**Extracted entries:**
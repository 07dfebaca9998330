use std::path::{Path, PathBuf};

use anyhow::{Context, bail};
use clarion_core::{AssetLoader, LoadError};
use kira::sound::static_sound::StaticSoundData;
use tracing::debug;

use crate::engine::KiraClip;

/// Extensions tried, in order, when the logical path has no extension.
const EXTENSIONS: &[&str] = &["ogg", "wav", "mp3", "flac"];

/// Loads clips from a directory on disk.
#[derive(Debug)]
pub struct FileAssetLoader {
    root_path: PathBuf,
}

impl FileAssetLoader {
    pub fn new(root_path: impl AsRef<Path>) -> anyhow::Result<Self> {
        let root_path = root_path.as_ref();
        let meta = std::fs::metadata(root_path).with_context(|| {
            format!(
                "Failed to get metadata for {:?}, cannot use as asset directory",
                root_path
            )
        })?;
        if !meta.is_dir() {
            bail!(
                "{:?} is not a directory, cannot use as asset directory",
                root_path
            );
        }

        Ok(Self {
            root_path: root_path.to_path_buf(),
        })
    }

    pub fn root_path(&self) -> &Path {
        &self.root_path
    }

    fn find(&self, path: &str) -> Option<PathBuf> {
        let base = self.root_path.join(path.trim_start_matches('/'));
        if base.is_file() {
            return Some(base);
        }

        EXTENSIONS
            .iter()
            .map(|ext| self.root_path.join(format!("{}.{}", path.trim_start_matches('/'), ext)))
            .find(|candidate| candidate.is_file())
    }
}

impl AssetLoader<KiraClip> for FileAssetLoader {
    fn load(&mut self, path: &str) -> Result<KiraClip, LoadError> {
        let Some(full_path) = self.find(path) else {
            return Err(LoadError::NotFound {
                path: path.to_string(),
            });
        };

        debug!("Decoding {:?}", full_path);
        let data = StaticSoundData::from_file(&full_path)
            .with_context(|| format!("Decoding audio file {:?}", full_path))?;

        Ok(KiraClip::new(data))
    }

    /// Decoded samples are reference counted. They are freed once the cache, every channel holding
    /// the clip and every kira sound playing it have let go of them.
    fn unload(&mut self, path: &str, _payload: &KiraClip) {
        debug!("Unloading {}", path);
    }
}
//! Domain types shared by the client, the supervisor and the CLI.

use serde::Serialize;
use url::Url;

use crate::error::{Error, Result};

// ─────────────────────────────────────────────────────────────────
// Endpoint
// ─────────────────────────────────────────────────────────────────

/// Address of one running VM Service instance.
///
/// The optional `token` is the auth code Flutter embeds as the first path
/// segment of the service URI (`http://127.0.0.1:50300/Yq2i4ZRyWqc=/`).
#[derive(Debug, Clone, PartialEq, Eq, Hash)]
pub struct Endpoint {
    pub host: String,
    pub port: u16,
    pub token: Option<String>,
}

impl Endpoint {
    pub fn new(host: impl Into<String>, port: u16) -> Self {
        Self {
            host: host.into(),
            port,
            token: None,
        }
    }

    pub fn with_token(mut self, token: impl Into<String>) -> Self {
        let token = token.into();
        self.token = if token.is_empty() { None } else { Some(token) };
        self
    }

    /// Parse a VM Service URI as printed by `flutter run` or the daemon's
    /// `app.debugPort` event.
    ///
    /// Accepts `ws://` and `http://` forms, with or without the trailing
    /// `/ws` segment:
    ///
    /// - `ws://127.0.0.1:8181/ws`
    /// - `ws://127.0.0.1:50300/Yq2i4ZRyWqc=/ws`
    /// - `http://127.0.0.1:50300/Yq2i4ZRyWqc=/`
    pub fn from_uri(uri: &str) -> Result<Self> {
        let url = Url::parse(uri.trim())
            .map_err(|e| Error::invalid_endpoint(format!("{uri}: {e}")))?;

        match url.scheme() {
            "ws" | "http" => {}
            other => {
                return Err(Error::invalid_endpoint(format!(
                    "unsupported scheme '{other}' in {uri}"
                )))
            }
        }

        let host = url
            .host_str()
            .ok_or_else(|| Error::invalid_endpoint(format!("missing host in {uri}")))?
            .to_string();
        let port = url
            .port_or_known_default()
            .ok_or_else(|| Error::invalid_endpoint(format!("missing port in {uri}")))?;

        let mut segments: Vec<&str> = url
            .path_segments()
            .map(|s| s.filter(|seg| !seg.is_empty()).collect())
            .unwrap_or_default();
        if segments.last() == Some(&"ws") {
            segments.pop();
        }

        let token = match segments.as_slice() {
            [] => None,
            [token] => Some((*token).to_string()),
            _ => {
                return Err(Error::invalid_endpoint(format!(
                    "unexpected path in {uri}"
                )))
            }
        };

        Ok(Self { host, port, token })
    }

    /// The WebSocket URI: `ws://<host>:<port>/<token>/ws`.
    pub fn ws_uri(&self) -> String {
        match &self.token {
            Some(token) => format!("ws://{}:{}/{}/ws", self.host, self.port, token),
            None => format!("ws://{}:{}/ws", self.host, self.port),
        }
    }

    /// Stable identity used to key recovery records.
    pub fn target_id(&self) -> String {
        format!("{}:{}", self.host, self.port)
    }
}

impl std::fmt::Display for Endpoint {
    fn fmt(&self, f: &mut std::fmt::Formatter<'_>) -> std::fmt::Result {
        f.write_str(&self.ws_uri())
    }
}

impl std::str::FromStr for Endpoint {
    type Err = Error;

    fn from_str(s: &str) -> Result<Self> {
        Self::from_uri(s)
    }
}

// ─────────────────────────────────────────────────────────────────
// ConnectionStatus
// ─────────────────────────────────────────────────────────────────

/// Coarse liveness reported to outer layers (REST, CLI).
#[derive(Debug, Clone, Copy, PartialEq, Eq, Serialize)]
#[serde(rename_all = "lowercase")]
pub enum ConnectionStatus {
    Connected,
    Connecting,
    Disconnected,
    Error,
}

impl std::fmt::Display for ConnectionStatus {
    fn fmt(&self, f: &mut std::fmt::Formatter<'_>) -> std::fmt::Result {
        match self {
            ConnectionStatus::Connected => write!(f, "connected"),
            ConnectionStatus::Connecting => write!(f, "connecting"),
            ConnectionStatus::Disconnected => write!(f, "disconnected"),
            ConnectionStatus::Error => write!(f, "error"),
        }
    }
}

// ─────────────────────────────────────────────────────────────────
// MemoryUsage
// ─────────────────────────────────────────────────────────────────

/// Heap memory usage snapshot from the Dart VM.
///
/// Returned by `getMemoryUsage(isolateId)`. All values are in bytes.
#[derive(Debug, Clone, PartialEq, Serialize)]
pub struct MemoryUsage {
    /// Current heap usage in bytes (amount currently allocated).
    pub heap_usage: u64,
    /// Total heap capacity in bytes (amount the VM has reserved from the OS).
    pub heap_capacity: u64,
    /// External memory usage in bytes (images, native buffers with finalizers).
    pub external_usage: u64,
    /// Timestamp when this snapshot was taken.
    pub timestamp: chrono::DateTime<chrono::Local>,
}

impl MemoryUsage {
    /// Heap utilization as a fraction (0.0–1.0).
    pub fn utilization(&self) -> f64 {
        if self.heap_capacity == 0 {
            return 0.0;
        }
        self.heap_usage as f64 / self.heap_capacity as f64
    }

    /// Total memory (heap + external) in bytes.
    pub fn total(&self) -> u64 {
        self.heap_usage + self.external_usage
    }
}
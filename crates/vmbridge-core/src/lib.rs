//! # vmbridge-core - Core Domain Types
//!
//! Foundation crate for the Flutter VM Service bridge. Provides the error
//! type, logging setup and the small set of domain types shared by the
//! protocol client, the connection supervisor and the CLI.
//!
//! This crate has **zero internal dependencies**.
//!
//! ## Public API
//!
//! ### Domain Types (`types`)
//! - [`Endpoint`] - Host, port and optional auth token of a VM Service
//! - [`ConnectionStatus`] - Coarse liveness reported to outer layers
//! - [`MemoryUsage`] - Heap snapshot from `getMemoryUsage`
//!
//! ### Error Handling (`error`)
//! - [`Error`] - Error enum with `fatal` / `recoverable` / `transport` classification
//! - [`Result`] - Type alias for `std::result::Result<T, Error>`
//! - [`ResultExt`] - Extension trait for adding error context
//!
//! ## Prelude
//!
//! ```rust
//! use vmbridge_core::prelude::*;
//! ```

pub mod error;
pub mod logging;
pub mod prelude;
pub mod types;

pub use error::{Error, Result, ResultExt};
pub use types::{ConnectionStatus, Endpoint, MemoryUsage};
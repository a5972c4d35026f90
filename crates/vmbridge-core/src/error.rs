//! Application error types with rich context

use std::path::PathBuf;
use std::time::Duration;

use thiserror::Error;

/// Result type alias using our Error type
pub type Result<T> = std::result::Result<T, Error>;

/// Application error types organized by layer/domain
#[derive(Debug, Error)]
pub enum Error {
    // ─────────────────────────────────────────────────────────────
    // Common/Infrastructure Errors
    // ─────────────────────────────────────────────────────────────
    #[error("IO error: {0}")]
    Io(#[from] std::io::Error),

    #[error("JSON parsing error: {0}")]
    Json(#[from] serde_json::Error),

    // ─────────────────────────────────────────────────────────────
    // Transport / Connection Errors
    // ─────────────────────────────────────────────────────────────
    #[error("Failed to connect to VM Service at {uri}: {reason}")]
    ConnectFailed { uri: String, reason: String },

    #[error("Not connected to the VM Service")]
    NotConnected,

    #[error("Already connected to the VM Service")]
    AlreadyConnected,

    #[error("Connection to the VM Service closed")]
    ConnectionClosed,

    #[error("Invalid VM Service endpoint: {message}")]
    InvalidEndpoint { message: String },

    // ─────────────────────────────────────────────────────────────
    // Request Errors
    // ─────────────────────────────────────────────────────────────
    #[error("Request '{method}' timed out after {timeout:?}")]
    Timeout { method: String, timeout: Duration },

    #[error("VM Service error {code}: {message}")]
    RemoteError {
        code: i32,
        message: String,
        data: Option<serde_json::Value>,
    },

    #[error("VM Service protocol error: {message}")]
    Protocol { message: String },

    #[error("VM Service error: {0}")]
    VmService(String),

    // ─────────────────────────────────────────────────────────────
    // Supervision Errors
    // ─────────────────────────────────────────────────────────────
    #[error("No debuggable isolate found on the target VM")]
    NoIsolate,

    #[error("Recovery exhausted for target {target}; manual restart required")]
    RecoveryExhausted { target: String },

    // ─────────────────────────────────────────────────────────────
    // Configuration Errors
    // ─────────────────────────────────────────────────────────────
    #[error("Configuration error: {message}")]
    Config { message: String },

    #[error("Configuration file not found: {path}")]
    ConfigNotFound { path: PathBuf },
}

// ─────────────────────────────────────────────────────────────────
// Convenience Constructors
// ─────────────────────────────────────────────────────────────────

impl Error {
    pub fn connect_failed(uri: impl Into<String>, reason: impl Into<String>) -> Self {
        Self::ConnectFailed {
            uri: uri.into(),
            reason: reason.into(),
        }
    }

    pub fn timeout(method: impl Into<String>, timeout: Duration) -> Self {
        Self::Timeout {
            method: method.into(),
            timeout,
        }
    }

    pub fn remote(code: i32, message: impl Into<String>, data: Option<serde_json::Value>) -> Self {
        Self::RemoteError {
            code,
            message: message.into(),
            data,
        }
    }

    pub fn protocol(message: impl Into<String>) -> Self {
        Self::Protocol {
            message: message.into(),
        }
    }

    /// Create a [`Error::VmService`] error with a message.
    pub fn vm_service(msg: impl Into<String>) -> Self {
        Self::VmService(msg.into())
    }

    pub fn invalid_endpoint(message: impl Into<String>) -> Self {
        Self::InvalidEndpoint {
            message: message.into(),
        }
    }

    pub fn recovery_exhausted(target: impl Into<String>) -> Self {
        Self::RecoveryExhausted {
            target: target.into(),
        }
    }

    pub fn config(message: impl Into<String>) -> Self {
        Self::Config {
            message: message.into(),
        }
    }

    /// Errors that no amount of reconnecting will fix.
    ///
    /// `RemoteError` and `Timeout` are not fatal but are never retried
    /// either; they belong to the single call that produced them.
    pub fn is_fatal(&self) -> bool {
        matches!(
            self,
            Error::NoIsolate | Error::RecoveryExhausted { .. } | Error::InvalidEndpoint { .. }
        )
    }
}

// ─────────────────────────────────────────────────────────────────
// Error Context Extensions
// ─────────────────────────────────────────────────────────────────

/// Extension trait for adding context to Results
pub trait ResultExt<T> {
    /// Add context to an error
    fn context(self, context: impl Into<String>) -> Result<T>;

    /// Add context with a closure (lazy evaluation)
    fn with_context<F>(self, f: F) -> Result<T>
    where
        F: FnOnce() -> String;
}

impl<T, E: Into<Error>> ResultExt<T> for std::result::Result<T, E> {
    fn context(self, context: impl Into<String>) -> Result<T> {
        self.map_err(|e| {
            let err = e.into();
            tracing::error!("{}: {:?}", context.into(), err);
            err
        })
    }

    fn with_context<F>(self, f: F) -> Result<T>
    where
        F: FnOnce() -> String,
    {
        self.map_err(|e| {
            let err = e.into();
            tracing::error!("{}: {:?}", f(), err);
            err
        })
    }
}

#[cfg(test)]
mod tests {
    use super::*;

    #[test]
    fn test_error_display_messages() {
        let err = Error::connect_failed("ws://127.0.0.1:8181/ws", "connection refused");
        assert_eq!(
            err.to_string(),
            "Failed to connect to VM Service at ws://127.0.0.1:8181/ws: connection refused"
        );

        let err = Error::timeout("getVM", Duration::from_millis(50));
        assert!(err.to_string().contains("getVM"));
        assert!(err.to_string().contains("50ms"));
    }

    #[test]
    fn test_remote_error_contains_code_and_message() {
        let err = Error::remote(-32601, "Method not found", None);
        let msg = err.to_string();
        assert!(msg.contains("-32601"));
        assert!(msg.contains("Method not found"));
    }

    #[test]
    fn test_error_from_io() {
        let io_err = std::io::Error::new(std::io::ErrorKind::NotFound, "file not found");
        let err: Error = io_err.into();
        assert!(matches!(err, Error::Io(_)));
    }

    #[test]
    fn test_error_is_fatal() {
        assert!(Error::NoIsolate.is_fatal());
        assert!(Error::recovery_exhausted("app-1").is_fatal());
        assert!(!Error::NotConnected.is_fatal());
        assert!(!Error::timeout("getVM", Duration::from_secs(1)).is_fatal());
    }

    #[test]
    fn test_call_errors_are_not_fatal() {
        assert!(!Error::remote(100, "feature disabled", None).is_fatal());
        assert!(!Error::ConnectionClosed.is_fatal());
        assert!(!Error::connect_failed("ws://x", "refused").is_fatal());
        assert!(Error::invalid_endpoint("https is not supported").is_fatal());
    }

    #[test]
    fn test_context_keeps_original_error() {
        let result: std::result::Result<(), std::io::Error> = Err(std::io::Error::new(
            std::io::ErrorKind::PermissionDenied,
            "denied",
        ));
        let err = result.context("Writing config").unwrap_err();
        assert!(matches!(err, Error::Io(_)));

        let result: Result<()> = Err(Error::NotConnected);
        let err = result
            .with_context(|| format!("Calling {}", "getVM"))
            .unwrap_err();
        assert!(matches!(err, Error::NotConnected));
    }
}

**What is expected:** Tell how many lines in the material above include the word "Coarse", giving the number only.

**Exercise solution:** 2